Partner Claire Dyer, in our leading Family Law team, outlines the stages and key considerations involved when divorcing.
Obtaining a divorce is usually quite straightforward, particularly if parties agree that the marriage is over. Any difficulties that arise tend to relate more to resolving the practical issues such as how to separate, where to live, arrangements for any children and financial matters.
Since you will be concentrating on these related issues the process of actually obtaining the divorce can seem more complicated. Below, we look to outline and explain the broad framework of the divorce process, to highlight key points and to set out a realistic timetable.
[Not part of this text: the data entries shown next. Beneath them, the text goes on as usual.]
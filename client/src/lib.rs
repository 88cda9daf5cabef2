//! Waypoint browser client.
//!
//! ARCHITECTURE
//! ============
//! Rendered on the server through `leptos_axum` (`ssr`) and hydrated in the
//! browser (`hydrate`). Pages sit behind the session gate; the map page drives
//! the route workflow against the server's `/api` relay.

pub mod app;
pub mod components;
pub mod net;
pub mod pages;
pub mod state;
pub mod util;

/// WASM entry point: attach the reactive runtime to server-rendered markup.
#[cfg(feature = "hydrate")]
#[wasm_bindgen::prelude::wasm_bindgen]
pub fn hydrate() {
    console_error_panic_hook::set_once();
    let _ = console_log::init_with_level(log::Level::Debug);
    leptos::mount::hydrate_body(app::App);
}
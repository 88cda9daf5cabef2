//! Distance/duration overlay and the clear control.

#[cfg(test)]
#[path = "route_summary_test.rs"]
mod route_summary_test;

use leptos::prelude::*;
use trip::RouteResult;

use crate::state::route::RouteState;

/// `Distance: 12.35 km, Duration: 1h 1m`.
pub fn summary_line(route: &RouteResult) -> String {
    format!("Distance: {} km, Duration: {}", route.distance_km, route.duration)
}

#[component]
pub fn RouteSummary() -> impl IntoView {
    let route = expect_context::<RwSignal<RouteState>>();
    let has_points = move || route.with(|s| s.point_count() > 0);

    view! {
        <Show when=move || route.with(|s| s.result.is_some())>
            <div class="route-summary">
                {move || route.with(|s| s.result.as_ref().map(summary_line).unwrap_or_default())}
            </div>
        </Show>
        <Show when=has_points>
            <div class="route-points">
                <Show when=move || route.with(|s| s.point_a.is_some())>
                    <button class="route-points__button" on:click=move |_| route.update(RouteState::clear_point_a)>
                        "Remove Start"
                    </button>
                </Show>
                <Show when=move || route.with(|s| s.point_b.is_some())>
                    <button class="route-points__button" on:click=move |_| route.update(RouteState::clear_point_b)>
                        "Remove End"
                    </button>
                </Show>
                <button class="route-points__button" on:click=move |_| route.update(RouteState::clear)>
                    "Clear"
                </button>
            </div>
        </Show>
    }
}
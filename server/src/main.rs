mod config;
mod routes;
mod services;
mod state;

use std::sync::Arc;

use services::directions::{DirectionsConfig, DirectionsProvider, OpenRouteServiceClient};
use services::geocode::{GeocodeConfig, NominatimClient};
use services::session::{SessionConfig, SessionStore};

#[tokio::main]
async fn main() {
    let _ = dotenvy::dotenv();
    tracing_subscriber::fmt::init();

    let port: u16 = config::env_parse("PORT", config::DEFAULT_PORT);
    let timeouts = config::ProviderTimeouts::from_env();
    let http = config::build_http_client(timeouts).expect("http client init failed");

    let google = services::auth::GoogleConfig::from_env();
    if google.is_none() {
        tracing::warn!("Google OAuth not configured; sign-in disabled");
    }

    let geocode_config = GeocodeConfig::from_env();
    tracing::info!(
        base_url = %geocode_config.base_url,
        relayed = geocode_config.relay_url.is_some(),
        "geocoder configured"
    );
    let geocoder = Arc::new(NominatimClient::new(http.clone(), geocode_config));

    let directions = match DirectionsConfig::from_env() {
        Some(config) => {
            tracing::info!(base_url = %config.base_url, "routing provider configured");
            Some(Arc::new(OpenRouteServiceClient::new(http.clone(), config)) as Arc<dyn DirectionsProvider>)
        }
        None => {
            tracing::warn!("ORS_API_KEY not set; routing disabled");
            None
        }
    };

    let session_config = SessionConfig::from_env();
    let sessions = SessionStore::new(session_config.ttl);
    let _sweeper = services::session::spawn_session_sweeper(sessions.clone(), session_config.sweep_interval);

    let state = state::AppState::new(sessions, google, http, geocoder, directions);

    let app = routes::app(state).expect("router init failed");
    let listener = tokio::net::TcpListener::bind(format!("0.0.0.0:{port}"))
        .await
        .expect("failed to bind");

    tracing::info!(%port, "waypoint listening");
    axum::serve(listener, app).await.expect("server failed");
}
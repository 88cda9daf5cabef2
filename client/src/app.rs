//! Root component, document shell and route table.
//!
//! SYSTEM CONTEXT
//! ==============
//! `App` provides the auth signal, asks the server who is signed in, and maps
//! URLs to pages. Each page is wrapped in a `SessionGate` so rendering depends
//! only on the server-verified session.

use leptos::prelude::*;
use leptos_meta::{MetaTags, Title, provide_meta_context};
use leptos_router::components::{Redirect, Route, Router, Routes};
use leptos_router::path;

use crate::components::session_gate::{MAP_PATH, PageAccess, SessionGate};
use crate::pages::login::LoginPage;
use crate::pages::map::MapPage;
use crate::state::auth::AuthState;

const LEAFLET_CSS: &str = "https://unpkg.com/leaflet@1.9.3/dist/leaflet.css";
const LEAFLET_JS: &str = "https://unpkg.com/leaflet@1.9.3/dist/leaflet.js";

/// HTML document wrapper rendered on the server.
pub fn shell(options: LeptosOptions) -> impl IntoView {
    view! {
        <!DOCTYPE html>
        <html lang="en">
            <head>
                <meta charset="utf-8"/>
                <meta name="viewport" content="width=device-width, initial-scale=1"/>
                <link rel="stylesheet" href=LEAFLET_CSS/>
                <script src=LEAFLET_JS></script>
                <AutoReload options=options.clone()/>
                <HydrationScripts options/>
                <MetaTags/>
            </head>
            <body>
                <App/>
            </body>
        </html>
    }
}

#[component]
pub fn App() -> impl IntoView {
    provide_meta_context();

    let auth = RwSignal::new(AuthState::default());
    provide_context(auth);

    #[cfg(feature = "hydrate")]
    leptos::task::spawn_local(async move {
        let user = crate::net::api::fetch_current_user().await;
        if user.is_none() {
            log::debug!("no active session");
        }
        auth.update(|s| s.resolve(user));
    });

    view! {
        <Title text="Waypoint"/>
        <Router>
            <main>
                <Routes fallback=|| view! { <p class="not-found">"Page not found."</p> }>
                    <Route path=path!("/") view=|| view! { <Redirect path=MAP_PATH/> }/>
                    <Route
                        path=path!("/login")
                        view=|| {
                            view! {
                                <SessionGate access=PageAccess::PublicOnly>
                                    <LoginPage/>
                                </SessionGate>
                            }
                        }
                    />
                    <Route
                        path=path!("/map")
                        view=|| {
                            view! {
                                <SessionGate access=PageAccess::Protected>
                                    <MapPage/>
                                </SessionGate>
                            }
                        }
                    />
                </Routes>
            </main>
        </Router>
    }
}
//! Leaflet map surface for the route workflow.
//!
//! SYSTEM CONTEXT
//! ==============
//! The map is created once the container is in the DOM and redrawn from
//! `RouteState` whenever it changes. Clicks are forwarded to the page, which
//! owns all state transitions.

use leptos::html::Div;
use leptos::prelude::*;
use trip::LatLng;

use crate::state::route::RouteState;

#[component]
pub fn MapView(on_pick: Callback<LatLng>) -> impl IntoView {
    let route = expect_context::<RwSignal<RouteState>>();
    let container = NodeRef::<Div>::new();

    #[cfg(feature = "hydrate")]
    {
        use crate::util::leaflet::MapHandle;

        let handle = StoredValue::new_local(None::<MapHandle>);

        Effect::new(move || {
            let (a, b, result) = route.with(|s| (s.point_a, s.point_b, s.result.clone()));
            let Some(el) = container.get() else {
                return;
            };
            handle.update_value(|slot| {
                if slot.is_none() {
                    match MapHandle::mount(&el, on_pick) {
                        Ok(map) => *slot = Some(map),
                        Err(e) => {
                            log::error!("map init failed: {e:?}");
                            return;
                        }
                    }
                }
                if let Some(map) = slot.as_mut() {
                    map.show_points(a, b);
                    map.show_route(result.as_ref());
                }
            });
        });

        on_cleanup(move || {
            let _ = handle.try_update_value(|slot| {
                if let Some(map) = slot.take() {
                    map.destroy();
                }
            });
        });
    }

    #[cfg(not(feature = "hydrate"))]
    let _ = (route, on_pick);

    view! { <div class="route-map" node_ref=container></div> }
}
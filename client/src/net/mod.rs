//! Networking modules for the server's HTTP API.
//!
//! SYSTEM CONTEXT
//! ==============
//! `api` wraps the session and route-workflow endpoints. Wire types come from
//! the shared `trip` crate.

pub mod api;
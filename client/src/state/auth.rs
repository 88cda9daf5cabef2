//! Auth-session state for the current browser user.
//!
//! SYSTEM CONTEXT
//! ==============
//! The server-verified session is the only authority on who is signed in.
//! `AuthState` mirrors it after `/api/auth/me` answers; route guards read it
//! through [`SessionSource`] so tests can substitute their own source.

#[cfg(test)]
#[path = "auth_test.rs"]
mod auth_test;

use leptos::prelude::*;
use trip::SessionUser;

/// Authentication state tracking the current user and loading status.
#[derive(Clone, Debug, PartialEq, Eq)]
pub struct AuthState {
    pub user: Option<SessionUser>,
    pub loading: bool,
}

impl Default for AuthState {
    /// Nothing is known until the session check completes.
    fn default() -> Self {
        Self { user: None, loading: true }
    }
}

impl AuthState {
    /// Record the outcome of a session check.
    pub fn resolve(&mut self, user: Option<SessionUser>) {
        self.user = user;
        self.loading = false;
    }

    /// Forget the user after sign-out.
    pub fn sign_out(&mut self) {
        self.resolve(None);
    }
}

/// Tri-state view of the session used by the gate.
#[derive(Clone, Debug, PartialEq, Eq)]
pub enum SessionState {
    Loading,
    SignedIn(SessionUser),
    SignedOut,
}

impl From<&AuthState> for SessionState {
    fn from(auth: &AuthState) -> Self {
        match (&auth.user, auth.loading) {
            (_, true) => Self::Loading,
            (Some(user), false) => Self::SignedIn(user.clone()),
            (None, false) => Self::SignedOut,
        }
    }
}

/// Anything that can report the current session state.
pub trait SessionSource {
    fn current_state(&self) -> SessionState;
}

impl SessionSource for AuthState {
    fn current_state(&self) -> SessionState {
        SessionState::from(self)
    }
}

/// Reading through the signal subscribes the caller to auth changes.
impl SessionSource for RwSignal<AuthState> {
    #[allow(clippy::redundant_closure_for_method_calls, clippy::redundant_closure)]
    fn current_state(&self) -> SessionState {
        // A bare `SessionState::from` path pins a single borrow lifetime.
        self.with(|auth| SessionState::from(auth))
    }
}
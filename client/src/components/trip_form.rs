//! From/To place inputs with the search button.

use leptos::prelude::*;

use crate::state::route::RouteState;

#[component]
pub fn TripForm(on_search: Callback<(String, String)>) -> impl IntoView {
    let route = expect_context::<RwSignal<RouteState>>();
    let from = RwSignal::new(String::new());
    let to = RwSignal::new(String::new());
    let searching = move || route.with(|s| s.searching);

    let on_submit = move |ev: leptos::ev::SubmitEvent| {
        ev.prevent_default();
        if searching() {
            return;
        }
        on_search.run((from.get(), to.get()));
    };

    view! {
        <form class="trip-form" on:submit=on_submit>
            <input
                class="trip-form__input"
                type="text"
                placeholder="From"
                prop:value=move || from.get()
                on:input=move |ev| from.set(event_target_value(&ev))
            />
            <input
                class="trip-form__input"
                type="text"
                placeholder="To"
                prop:value=move || to.get()
                on:input=move |ev| to.set(event_target_value(&ev))
            />
            <button class="trip-form__button" type="submit" disabled=searching>
                {move || if searching() { "Searching..." } else { "Find Route" }}
            </button>
        </form>
    }
}
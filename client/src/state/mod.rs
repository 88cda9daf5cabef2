//! Reactive state shared through Leptos context.
//!
//! SYSTEM CONTEXT
//! ==============
//! `App` provides one `RwSignal` per state struct; pages and components read
//! them with `expect_context`.

pub mod auth;
pub mod route;
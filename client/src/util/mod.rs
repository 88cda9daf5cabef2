//! Utility helpers shared across client UI modules.
//!
//! SYSTEM CONTEXT
//! ==============
//! Utility modules isolate browser/environment concerns from page and component
//! logic to improve reuse and testability.

#[cfg(feature = "hydrate")]
pub mod leaflet;
pub mod map_config;
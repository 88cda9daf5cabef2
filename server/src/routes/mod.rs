//! Router assembly.
//!
//! SYSTEM CONTEXT
//! ==============
//! This module binds the OAuth and JSON API endpoints and stitches them with
//! Leptos SSR rendering under a single Axum router. `/login` and `/map` are
//! Leptos routes; everything under `/api` and `/auth` is plain Axum.

pub mod auth;
pub mod routing;

use std::path::PathBuf;

use axum::Router;
use axum::http::StatusCode;
use axum::routing::{get, post};
use leptos::prelude::*;
use leptos_axum::{LeptosRoutes, generate_route_list};
use tower_http::compression::CompressionLayer;
use tower_http::cors::{Any, CorsLayer};
use tower_http::services::ServeDir;
use tower_http::trace::TraceLayer;

use crate::state::AppState;

/// API and OAuth routes.
fn api_routes(state: AppState) -> Router {
    let cors = CorsLayer::new()
        .allow_origin(Any)
        .allow_methods(Any)
        .allow_headers(Any);

    Router::new()
        .route("/auth/google", get(auth::google_redirect))
        .route("/auth/google/callback", get(auth::google_callback))
        .route("/api/auth/me", get(auth::me))
        .route("/api/auth/logout", post(auth::logout))
        .route("/api/geocode", get(routing::geocode))
        .route("/api/route", get(routing::route))
        .route("/healthz", get(healthz))
        .layer(cors)
        .with_state(state)
}

/// Full application: API routes + Leptos SSR + static `/pkg` assets.
///
/// # Errors
///
/// Returns an error if the Leptos configuration cannot be loaded (missing or
/// malformed `Cargo.toml` `[package.metadata.leptos]` section).
pub fn app(state: AppState) -> Result<Router, String> {
    let conf = get_configuration(None).map_err(|e| format!("leptos configuration: {e}"))?;
    let leptos_options = conf.leptos_options;
    let routes = generate_route_list(client::app::App);

    let leptos_router = Router::new()
        .leptos_routes(&leptos_options, routes, {
            let opts = leptos_options.clone();
            move || client::app::shell(opts.clone())
        })
        .with_state(leptos_options.clone());

    // Serve Leptos static assets (WASM, CSS, JS) from the site root /pkg directory.
    let site_root_path = PathBuf::from(leptos_options.site_root.as_ref());

    Ok(api_routes(state)
        .merge(leptos_router)
        .nest_service("/pkg", ServeDir::new(site_root_path.join("pkg")))
        .layer(CompressionLayer::new())
        .layer(TraceLayer::new_for_http()))
}

async fn healthz() -> StatusCode {
    StatusCode::OK
}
Who can start divorce proceedings?
Anyone who has been married for over a year can start divorce proceedings, provided he or she can satisfy one of the criteria listed below. It does not matter where the marriage took place.
- Both spouses are habitually resident in England or Wales.
- Both spouses were last jointly habitually resident in England or Wales and one of them still resides here.
- The spouse not starting the proceedings is still habitually resident in England or Wales.
- The spouse starting the proceedings is habitually resident in England and Wales and has been for the past 12 months.
- The spouse starting the proceedings is domiciled in England or Wales and has been residing here for at least 6 months.
- Both parties are domiciled here.
On what grounds can a divorce petition be started?
The only ground for divorce is that the marriage has irretrievably broken down. In order to prove this the person seeking the divorce, called the Petitioner, needs to establish one of the following five facts laid down by law:
- The other spouse (called the Respondent) has committed adultery and the Petitioner finds it intolerable to continue living with him or her.
- The Respondent has behaved in such a way that the Petitioner cannot reasonably be expected to live with him or her.
- The Respondent has deserted the Petitioner for a continuous period of two years or more (a petition on this basis is exceedingly rare).
- The parties have been living separately for two years or more and the Respondent consents to the divorce.
- Both parties have been living separately for five years or more, whether or not the Respondent consents to the divorce.
What about the children?
The law encourages couples to try and agree arrangements for any children in the event of a divorce. The court will not become involved regarding the arrangements for any children unless or until either parent makes a separate application under the Children Act 1989. The names and dates of birth of the children can be included in the Petition, but there is no obligation to include this information.
What happens next?
The document which starts the proceedings, which is called the petition, must be prepared. It is recommended practice to try to agree the content of the petition with the Respondent, but certainly to give him or her an opportunity to see it before the proceedings are commenced. This can speed up the process and make the proceedings less acrimonious.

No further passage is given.